Frequent CXCR4 tropism of HIV-1 subtype A and CRF02_AG during late-stage disease--indication of an evolving epidemic in West Africa

Abstract

Background: HIV-1 is one of the fastest evolving pathogens, and is distinguished by geographic and genetic variants that have been classified into different subtypes and circulating recombinant forms (CRFs). Early in infection the primary coreceptor is CCR5, but during disease course CXCR4-using HIV-1 populations may emerge. This has been correlated with accelerated disease progression in HIV-1 subtype B. Basic knowledge of HIV-1 coreceptor tropism is important due to the recent introduction of coreceptor antagonists in antiretroviral therapy, and subtype-specific differences regarding how frequently HIV-1 CXCR4-using populations appear in late-stage disease need to be further investigated. To study how frequently CXCR4-using populations appear in late-stage disease among HIV-1 subtype A and CRF02_AG, we evaluated the accuracy of a recombinant virus phenotypic assay for these subtypes, and used it to determine the HIV-1 coreceptor tropism of plasma samples collected during late-stage disease in Guinea-Bissau. We also performed a genotypic analysis and investigated subtype-specific differences in the appearance of CXCR4 tropism late in disease.

Results: We found that the recombinant virus phenotypic assay accurately predicted HIV-1 coreceptor tropism of subtype A and CRF02_AG. Over the study period (1997-2007), we found an increasing and generally high frequency of CXCR4 tropism (86%) in CRF02_AG. By sequence analysis of the V3 region of our samples we developed a novel genotypic rule for predicting CXCR4 tropism in CRF02_AG, based on the combined criteria of the total number of charged amino acids and net charge. This rule had higher sensitivity than previously described genotypic rules and may be useful for development of future genotypic tools for this CRF. Finally, we conducted a literature analysis, combining data of 498 individuals in late-stage disease, and found high amounts of CXCR4 tropism for all major HIV-1 subtypes (60-77%), except for subtype C (15%).

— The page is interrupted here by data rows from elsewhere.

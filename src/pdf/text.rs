//! PDF text extraction.
//!
//! This module wraps `lopdf` behind a small extractor type. Construction
//! runs a capability probe (once per process): a minimal one-page document
//! is generated, serialized, and parsed back. If the probe fails, every
//! constructor call reports the cached failure instead of deferring the
//! problem into the conversion hot path.

use super::error::{PdfError, Result};
use lopdf::{Document, Object, Stream, dictionary};
use once_cell::sync::Lazy;

/// Cached outcome of the once-per-process capability probe.
static PARSER_READY: Lazy<Result<()>> = Lazy::new(probe_capability);

/// Extracts plain text from PDF bytes, page by page.
#[derive(Debug)]
pub struct PdfTextExtractor {
    _private: (),
}

impl PdfTextExtractor {
    /// Create an extractor, failing fast when the parsing capability is
    /// unavailable in this environment.
    pub fn new() -> Result<Self> {
        PARSER_READY.as_ref().map_err(Clone::clone)?;
        Ok(Self { _private: () })
    }

    /// Extract the text of every page, concatenated in page order.
    ///
    /// Pages whose extracted text is empty or whitespace-only contribute
    /// nothing, not even a separator; a document whose pages all yield
    /// nothing produces an empty string rather than an error.
    pub fn extract_text(&self, pdf_bytes: &[u8]) -> Result<String> {
        let document = Document::load_mem(pdf_bytes)?;

        let mut content = String::new();
        for (page_number, _object_id) in document.get_pages() {
            let page_text = document.extract_text(&[page_number]).map_err(|e| {
                PdfError::TextExtractionFailed(format!("page {}: {}", page_number, e))
            })?;

            if page_text.trim().is_empty() {
                continue;
            }
            content.push_str(&page_text);
        }

        Ok(content)
    }

    /// Number of pages in the document.
    pub fn page_count(&self, pdf_bytes: &[u8]) -> Result<usize> {
        let document = Document::load_mem(pdf_bytes)?;
        Ok(document.get_pages().len())
    }
}

/// Round-trip a generated single-page document through the parser.
fn probe_capability() -> Result<()> {
    let bytes = probe_document()?;
    let document = Document::load_mem(&bytes)
        .map_err(|e| PdfError::CapabilityUnavailable(format!("cannot parse probe document: {}", e)))?;
    if document.get_pages().is_empty() {
        return Err(PdfError::CapabilityUnavailable(
            "probe document has no pages".to_string(),
        ));
    }
    Ok(())
}

/// Build a minimal blank single-page PDF in memory.
fn probe_document() -> Result<Vec<u8>> {
    let mut doc = Document::with_version("1.5");
    let pages_id = doc.new_object_id();
    let content_id = doc.add_object(Stream::new(dictionary! {}, Vec::new()));
    let page_id = doc.add_object(dictionary! {
        "Type" => "Page",
        "Parent" => pages_id,
        "Contents" => content_id,
    });
    doc.objects.insert(
        pages_id,
        Object::Dictionary(dictionary! {
            "Type" => "Pages",
            "Kids" => vec![page_id.into()],
            "Count" => 1,
            "MediaBox" => vec![0.into(), 0.into(), 612.into(), 792.into()],
        }),
    );
    let catalog_id = doc.add_object(dictionary! {
        "Type" => "Catalog",
        "Pages" => pages_id,
    });
    doc.trailer.set("Root", catalog_id);

    let mut bytes = Vec::new();
    doc.save_to(&mut bytes)
        .map_err(|e| PdfError::CapabilityUnavailable(format!("cannot serialize probe document: {}", e)))?;
    Ok(bytes)
}

#[cfg(test)]
mod tests {
    use super::*;

    #[test]
    fn test_extractor_creation() {
        let result = PdfTextExtractor::new();
        assert!(result.is_ok());
    }

    #[test]
    fn test_probe_result_is_cached() {
        let first = PdfTextExtractor::new();
        let second = PdfTextExtractor::new();
        assert!(first.is_ok());
        assert!(second.is_ok());
    }

    #[test]
    fn test_extract_empty_input() {
        let extractor = PdfTextExtractor::new().unwrap();
        let result = extractor.extract_text(b"");
        assert!(result.is_err());
    }

    #[test]
    fn test_extract_invalid_pdf() {
        let extractor = PdfTextExtractor::new().unwrap();
        let result = extractor.extract_text(b"not a pdf");
        assert!(matches!(result.unwrap_err(), PdfError::InvalidPdf(_)));
    }

    #[test]
    fn test_extract_truncated_pdf() {
        let extractor = PdfTextExtractor::new().unwrap();
        let result = extractor.extract_text(b"%PDF-1.4\n1 0 obj\n<<");
        assert!(result.is_err());
    }

    #[test]
    fn test_blank_page_yields_empty_string() {
        let extractor = PdfTextExtractor::new().unwrap();
        let bytes = probe_document().unwrap();
        let text = extractor.extract_text(&bytes).unwrap();
        assert_eq!(text, "");
    }

    #[test]
    fn test_page_count() {
        let extractor = PdfTextExtractor::new().unwrap();
        let bytes = probe_document().unwrap();
        assert_eq!(extractor.page_count(&bytes).unwrap(), 1);
    }
}
//! PDF to text conversion component.
//!
//! [`PdfToTextConverter`] walks an ordered list of [`FileSource`] inputs,
//! extracts the text of each PDF page by page, and wraps the results in
//! [`Document`] records under the declared `documents` output. An input that
//! cannot be read or parsed is skipped with a logged warning; it never
//! aborts the batch.

use crate::component::{Component, ComponentConfig, FromConfig};
use crate::pdf::PdfTextExtractor;
use crate::types::{ConverterOutput, Document, FileSource};
use crate::{DocpipeError, Result, io};
use serde_json::json;
use tracing::warn;

/// Converts PDF files or byte streams into plain-text documents.
///
/// The instance holds only immutable configuration: the default
/// `id_hash_keys` list used for document identity. A per-call override never
/// mutates the instance, so one converter may serve concurrent callers.
///
/// # Example
///
/// ```rust,no_run
/// use docpipe::{FileSource, PdfToTextConverter};
///
/// # fn main() -> docpipe::Result<()> {
/// let converter = PdfToTextConverter::new()?;
/// let output = converter.run(
///     &[
///         FileSource::from("a.pdf"),
///         FileSource::from("b.pdf"),
///     ],
///     None,
/// );
/// assert!(output.documents.len() <= 2);
/// # Ok(())
/// # }
/// ```
#[derive(Debug)]
pub struct PdfToTextConverter {
    extractor: PdfTextExtractor,
    id_hash_keys: Vec<String>,
}

impl PdfToTextConverter {
    /// Create a converter with the default identity derivation.
    ///
    /// # Errors
    ///
    /// Returns `DocpipeError::MissingDependency` when the PDF parsing
    /// capability is unavailable. The check runs here, at construction,
    /// never during conversion.
    pub fn new() -> Result<Self> {
        Self::with_id_hash_keys(Vec::new())
    }

    /// Create a converter whose documents derive their identity from the
    /// named attributes by default.
    pub fn with_id_hash_keys(id_hash_keys: Vec<String>) -> Result<Self> {
        let extractor = PdfTextExtractor::new()
            .map_err(|e| DocpipeError::MissingDependency(e.to_string()))?;
        Ok(Self {
            extractor,
            id_hash_keys,
        })
    }

    /// The configured default `id_hash_keys` list.
    pub fn id_hash_keys(&self) -> &[String] {
        &self.id_hash_keys
    }

    /// Convert each source into a document, in input order.
    ///
    /// `id_hash_keys` overrides the instance default for this call only.
    /// Sources that fail to read or parse are skipped: a warning naming the
    /// source and the underlying error is logged and processing continues
    /// with the next source. Successful documents keep the relative order of
    /// their inputs; skipped inputs are simply absent.
    pub fn run(&self, sources: &[FileSource], id_hash_keys: Option<&[String]>) -> ConverterOutput {
        let effective_keys = id_hash_keys.unwrap_or(&self.id_hash_keys);

        let mut documents = Vec::with_capacity(sources.len());
        for source in sources {
            match self.extract_source(source) {
                Ok(text) => {
                    documents.push(Document::with_id_hash_keys(text, effective_keys.to_vec()));
                }
                Err(error) => {
                    warn!(source = %source, error = %error, "could not convert source, skipping it");
                }
            }
        }

        ConverterOutput { documents }
    }

    /// Resolve one source to its extracted text.
    ///
    /// Read failures surface as `Io`/`Validation` errors, parse failures as
    /// `Parsing`, so the skip log tells the two apart.
    fn extract_source(&self, source: &FileSource) -> Result<String> {
        let text = match source {
            FileSource::Path(path) => {
                io::validate_file_exists(path)?;
                let bytes = io::read_file(path)?;
                self.extractor.extract_text(&bytes)?
            }
            FileSource::Stream(stream) => self.extractor.extract_text(&stream.data)?,
        };
        Ok(text)
    }
}

impl Component for PdfToTextConverter {
    fn name(&self) -> &str {
        "pdf-to-text-converter"
    }

    fn output_names(&self) -> &'static [&'static str] {
        &["documents"]
    }

    fn to_config(&self) -> ComponentConfig {
        let mut config = ComponentConfig::new();
        config.insert("id_hash_keys".to_string(), json!(self.id_hash_keys));
        config
    }
}

impl FromConfig for PdfToTextConverter {
    fn from_config(config: &ComponentConfig) -> Result<Self> {
        let id_hash_keys = match config.get("id_hash_keys") {
            Some(value) => serde_json::from_value(value.clone()).map_err(|e| {
                DocpipeError::serialization_with_source(
                    "invalid `id_hash_keys` in component config",
                    e,
                )
            })?,
            None => Vec::new(),
        };
        Self::with_id_hash_keys(id_hash_keys)
    }
}

#[cfg(test)]
mod tests {
    use super::*;
    use crate::types::ByteStream;
    use serde_json::json;

    #[test]
    fn test_construction_succeeds() {
        assert!(PdfToTextConverter::new().is_ok());
    }

    #[test]
    fn test_empty_input_yields_empty_output() {
        let converter = PdfToTextConverter::new().unwrap();
        let output = converter.run(&[], None);
        assert!(output.documents.is_empty());
    }

    #[test]
    fn test_garbage_stream_is_skipped() {
        let converter = PdfToTextConverter::new().unwrap();
        let sources = [FileSource::from(ByteStream::new(b"not a pdf".to_vec()))];
        let output = converter.run(&sources, None);
        assert!(output.documents.is_empty());
    }

    #[test]
    fn test_missing_path_is_skipped() {
        let converter = PdfToTextConverter::new().unwrap();
        let sources = [FileSource::from("/nonexistent/input.pdf")];
        let output = converter.run(&sources, None);
        assert!(output.documents.is_empty());
    }

    #[test]
    fn test_component_metadata() {
        let converter = PdfToTextConverter::new().unwrap();
        assert_eq!(converter.name(), "pdf-to-text-converter");
        assert_eq!(converter.output_names(), &["documents"]);
    }

    #[test]
    fn test_to_config_contains_id_hash_keys() {
        let converter =
            PdfToTextConverter::with_id_hash_keys(vec!["text".to_string()]).unwrap();
        let config = converter.to_config();
        assert_eq!(config.get("id_hash_keys"), Some(&json!(["text"])));
    }

    #[test]
    fn test_config_round_trip() {
        let converter = PdfToTextConverter::with_id_hash_keys(vec![
            "text".to_string(),
            "metadata".to_string(),
        ])
        .unwrap();
        let config = converter.to_config();
        let rebuilt = PdfToTextConverter::from_config(&config).unwrap();
        assert_eq!(rebuilt.to_config(), config);
        assert_eq!(rebuilt.id_hash_keys(), converter.id_hash_keys());
    }

    #[test]
    fn test_from_config_missing_key_defaults_to_empty() {
        let converter = PdfToTextConverter::from_config(&ComponentConfig::new()).unwrap();
        assert!(converter.id_hash_keys().is_empty());
    }

    #[test]
    fn test_from_config_rejects_non_list() {
        let mut config = ComponentConfig::new();
        config.insert("id_hash_keys".to_string(), json!("text"));
        let result = PdfToTextConverter::from_config(&config);
        assert!(matches!(
            result.unwrap_err(),
            DocpipeError::Serialization { .. }
        ));
    }
}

Conclusions: The increase in CXCR4 tropism over time suggests an evolving epidemic of CRF02_AG. The results of the literature analysis demonstrate the need for further studies investigating subtype-specific emergence for CXCR4-tropism; this may be particularly important due to the introduction of CCR5-antagonists in HIV treatment regimens.

Figure 1

Classification of subtype A-like sequences. A neighbour joining tree showing detailed analysis of subtype A-like sequences. Interior branch test likelihoods (1000 bootstraps) are shown on branches distinguishing sub-subtypes and CRF02_AG. All sample sequences cluster within either the CRF02_AG or the A3 cluster. For visual clarity, subsubtype A1 and A2 clusters are represented by triangles.

Figure 2

Prevalence of HIV-1 CXCR4-tropism in late-stage disease in different subtypes. Combined results of new data presented in this study and data from the literature analysis, showing the prevalence of HIV-1 CXCR4-tropic viruses in late stage disease. The number of individuals used in each diagram is specified within brackets. A detailed description of the analysis can be found in Additional file 6.